The answer is to contain only the line containing "fn from(value: Value)" and the lines after it through the last one, each reproduced exactly as it appears below.

Start of Block

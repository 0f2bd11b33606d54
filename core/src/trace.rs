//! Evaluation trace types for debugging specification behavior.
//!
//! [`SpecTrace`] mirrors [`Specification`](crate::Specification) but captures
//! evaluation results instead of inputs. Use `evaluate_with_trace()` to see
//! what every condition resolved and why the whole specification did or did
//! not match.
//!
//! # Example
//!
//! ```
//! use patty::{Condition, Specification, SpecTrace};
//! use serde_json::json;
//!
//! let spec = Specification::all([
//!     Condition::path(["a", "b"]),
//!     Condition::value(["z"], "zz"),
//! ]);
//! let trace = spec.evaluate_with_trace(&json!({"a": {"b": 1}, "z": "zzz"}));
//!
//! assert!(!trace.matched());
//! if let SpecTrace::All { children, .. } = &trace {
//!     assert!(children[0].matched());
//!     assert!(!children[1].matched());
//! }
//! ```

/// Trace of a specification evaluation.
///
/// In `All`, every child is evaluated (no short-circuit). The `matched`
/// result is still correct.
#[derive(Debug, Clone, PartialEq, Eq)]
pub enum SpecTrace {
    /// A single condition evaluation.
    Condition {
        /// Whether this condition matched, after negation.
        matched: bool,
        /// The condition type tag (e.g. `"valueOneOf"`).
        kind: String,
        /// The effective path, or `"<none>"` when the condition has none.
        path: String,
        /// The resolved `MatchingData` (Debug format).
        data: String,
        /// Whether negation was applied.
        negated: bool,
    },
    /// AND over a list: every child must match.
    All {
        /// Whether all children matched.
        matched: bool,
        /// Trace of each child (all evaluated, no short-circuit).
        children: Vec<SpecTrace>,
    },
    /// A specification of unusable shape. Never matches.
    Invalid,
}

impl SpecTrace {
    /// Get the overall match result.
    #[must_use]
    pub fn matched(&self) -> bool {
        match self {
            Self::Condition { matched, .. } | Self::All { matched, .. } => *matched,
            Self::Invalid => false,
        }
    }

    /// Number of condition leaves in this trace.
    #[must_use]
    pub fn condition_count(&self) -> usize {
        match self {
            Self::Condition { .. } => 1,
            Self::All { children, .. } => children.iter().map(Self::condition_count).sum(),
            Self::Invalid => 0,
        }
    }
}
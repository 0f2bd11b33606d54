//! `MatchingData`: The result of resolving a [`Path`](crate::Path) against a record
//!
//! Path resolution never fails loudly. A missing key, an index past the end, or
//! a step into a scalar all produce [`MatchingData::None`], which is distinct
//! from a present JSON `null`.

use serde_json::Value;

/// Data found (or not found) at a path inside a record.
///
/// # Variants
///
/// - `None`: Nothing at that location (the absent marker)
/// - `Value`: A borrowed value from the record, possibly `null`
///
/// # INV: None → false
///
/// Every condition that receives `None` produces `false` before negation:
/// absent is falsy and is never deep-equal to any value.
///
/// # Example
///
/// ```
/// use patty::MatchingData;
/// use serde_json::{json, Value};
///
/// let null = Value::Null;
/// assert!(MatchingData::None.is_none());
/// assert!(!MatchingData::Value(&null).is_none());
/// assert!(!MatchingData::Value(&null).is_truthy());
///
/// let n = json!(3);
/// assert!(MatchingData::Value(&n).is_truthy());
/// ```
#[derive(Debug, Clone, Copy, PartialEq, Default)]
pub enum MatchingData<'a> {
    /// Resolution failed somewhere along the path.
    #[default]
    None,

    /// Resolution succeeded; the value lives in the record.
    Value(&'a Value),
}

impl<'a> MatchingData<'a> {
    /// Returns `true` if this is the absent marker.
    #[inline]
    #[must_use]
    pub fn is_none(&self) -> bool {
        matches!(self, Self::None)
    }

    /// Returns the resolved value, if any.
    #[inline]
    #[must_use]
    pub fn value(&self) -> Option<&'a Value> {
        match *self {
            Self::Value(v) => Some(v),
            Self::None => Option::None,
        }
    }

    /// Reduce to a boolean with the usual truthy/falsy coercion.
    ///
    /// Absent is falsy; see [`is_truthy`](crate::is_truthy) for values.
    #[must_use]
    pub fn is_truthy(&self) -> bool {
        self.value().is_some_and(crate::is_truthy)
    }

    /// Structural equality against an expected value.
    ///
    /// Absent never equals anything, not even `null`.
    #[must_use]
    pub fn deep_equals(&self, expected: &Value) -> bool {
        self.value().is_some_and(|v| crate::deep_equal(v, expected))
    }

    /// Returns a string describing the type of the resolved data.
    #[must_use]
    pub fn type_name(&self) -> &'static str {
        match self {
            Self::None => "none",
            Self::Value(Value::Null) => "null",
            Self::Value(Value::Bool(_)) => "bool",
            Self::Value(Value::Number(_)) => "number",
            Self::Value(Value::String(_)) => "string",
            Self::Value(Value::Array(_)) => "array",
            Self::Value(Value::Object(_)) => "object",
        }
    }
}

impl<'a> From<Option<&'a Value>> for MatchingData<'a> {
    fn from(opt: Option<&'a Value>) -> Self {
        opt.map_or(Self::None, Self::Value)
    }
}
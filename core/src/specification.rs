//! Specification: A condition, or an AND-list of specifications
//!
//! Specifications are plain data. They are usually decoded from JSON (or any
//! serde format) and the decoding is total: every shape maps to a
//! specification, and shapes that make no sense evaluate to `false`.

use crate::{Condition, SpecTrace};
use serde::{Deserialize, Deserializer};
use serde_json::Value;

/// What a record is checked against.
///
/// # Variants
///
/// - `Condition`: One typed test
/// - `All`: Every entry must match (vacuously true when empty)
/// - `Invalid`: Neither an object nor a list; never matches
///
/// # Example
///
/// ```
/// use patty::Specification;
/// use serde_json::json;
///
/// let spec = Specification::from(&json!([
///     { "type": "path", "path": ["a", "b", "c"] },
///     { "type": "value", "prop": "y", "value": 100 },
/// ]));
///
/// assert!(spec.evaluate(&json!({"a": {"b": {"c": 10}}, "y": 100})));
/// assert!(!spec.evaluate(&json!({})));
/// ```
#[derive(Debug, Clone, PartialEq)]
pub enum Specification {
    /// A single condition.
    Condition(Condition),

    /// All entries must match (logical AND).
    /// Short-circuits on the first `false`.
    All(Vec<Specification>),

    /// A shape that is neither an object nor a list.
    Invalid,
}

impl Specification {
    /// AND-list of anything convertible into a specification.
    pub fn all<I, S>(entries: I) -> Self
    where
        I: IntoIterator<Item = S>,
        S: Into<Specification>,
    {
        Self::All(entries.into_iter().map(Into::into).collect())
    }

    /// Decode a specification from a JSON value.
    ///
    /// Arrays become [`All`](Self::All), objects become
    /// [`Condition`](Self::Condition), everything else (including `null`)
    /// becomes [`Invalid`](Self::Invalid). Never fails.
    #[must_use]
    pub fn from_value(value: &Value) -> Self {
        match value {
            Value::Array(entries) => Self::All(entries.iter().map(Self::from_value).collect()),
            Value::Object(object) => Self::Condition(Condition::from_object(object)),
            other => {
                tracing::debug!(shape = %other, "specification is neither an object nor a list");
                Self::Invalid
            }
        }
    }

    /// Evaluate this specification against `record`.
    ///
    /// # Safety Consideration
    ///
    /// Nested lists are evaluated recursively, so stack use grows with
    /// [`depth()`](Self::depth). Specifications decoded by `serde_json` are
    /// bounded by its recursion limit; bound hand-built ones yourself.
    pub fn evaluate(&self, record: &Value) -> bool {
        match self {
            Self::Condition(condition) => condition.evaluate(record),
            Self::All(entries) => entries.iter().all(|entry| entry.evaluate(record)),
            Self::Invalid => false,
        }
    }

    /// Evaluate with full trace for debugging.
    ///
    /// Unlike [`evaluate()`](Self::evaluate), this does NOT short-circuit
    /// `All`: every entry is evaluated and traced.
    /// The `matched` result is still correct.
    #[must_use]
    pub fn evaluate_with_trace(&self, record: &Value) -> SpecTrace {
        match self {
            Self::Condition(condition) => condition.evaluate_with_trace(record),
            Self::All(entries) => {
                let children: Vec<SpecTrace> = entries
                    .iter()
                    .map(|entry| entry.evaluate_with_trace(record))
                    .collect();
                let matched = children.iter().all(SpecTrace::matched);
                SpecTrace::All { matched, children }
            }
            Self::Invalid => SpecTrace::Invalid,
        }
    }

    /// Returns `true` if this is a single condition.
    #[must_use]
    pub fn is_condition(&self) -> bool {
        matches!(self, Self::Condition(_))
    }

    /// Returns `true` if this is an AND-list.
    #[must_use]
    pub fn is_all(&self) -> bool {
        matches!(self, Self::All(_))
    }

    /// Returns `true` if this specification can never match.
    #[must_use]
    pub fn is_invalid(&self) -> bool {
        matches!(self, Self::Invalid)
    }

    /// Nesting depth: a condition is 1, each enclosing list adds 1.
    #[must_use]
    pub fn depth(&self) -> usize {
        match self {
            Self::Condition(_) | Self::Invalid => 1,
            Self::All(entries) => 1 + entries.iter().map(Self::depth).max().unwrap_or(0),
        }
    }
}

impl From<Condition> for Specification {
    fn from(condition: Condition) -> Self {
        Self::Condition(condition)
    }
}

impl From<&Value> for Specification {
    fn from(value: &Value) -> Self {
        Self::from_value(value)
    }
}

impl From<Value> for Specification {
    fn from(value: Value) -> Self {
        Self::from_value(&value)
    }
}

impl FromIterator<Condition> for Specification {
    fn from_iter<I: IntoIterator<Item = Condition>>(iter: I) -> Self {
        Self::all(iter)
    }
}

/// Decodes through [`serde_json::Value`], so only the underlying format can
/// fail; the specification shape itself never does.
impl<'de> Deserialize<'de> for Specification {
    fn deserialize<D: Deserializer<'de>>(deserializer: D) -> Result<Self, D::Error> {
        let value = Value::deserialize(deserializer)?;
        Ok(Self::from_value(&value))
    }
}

End of Block

| Result for this exercise |
    fn from(value: Value) -> Self {
        Self::from_value(&value)
    }
}

impl FromIterator<Condition> for Specification {
    fn from_iter<I: IntoIterator<Item = Condition>>(iter: I) -> Self {
        Self::all(iter)
    }
}

/// Decodes through [`serde_json::Value`], so only the underlying format can
/// fail; the specification shape itself never does.
impl<'de> Deserialize<'de> for Specification {
    fn deserialize<D: Deserializer<'de>>(deserializer: D) -> Result<Self, D::Error> {
        let value = Value::deserialize(deserializer)?;
        Ok(Self::from_value(&value))
    }
}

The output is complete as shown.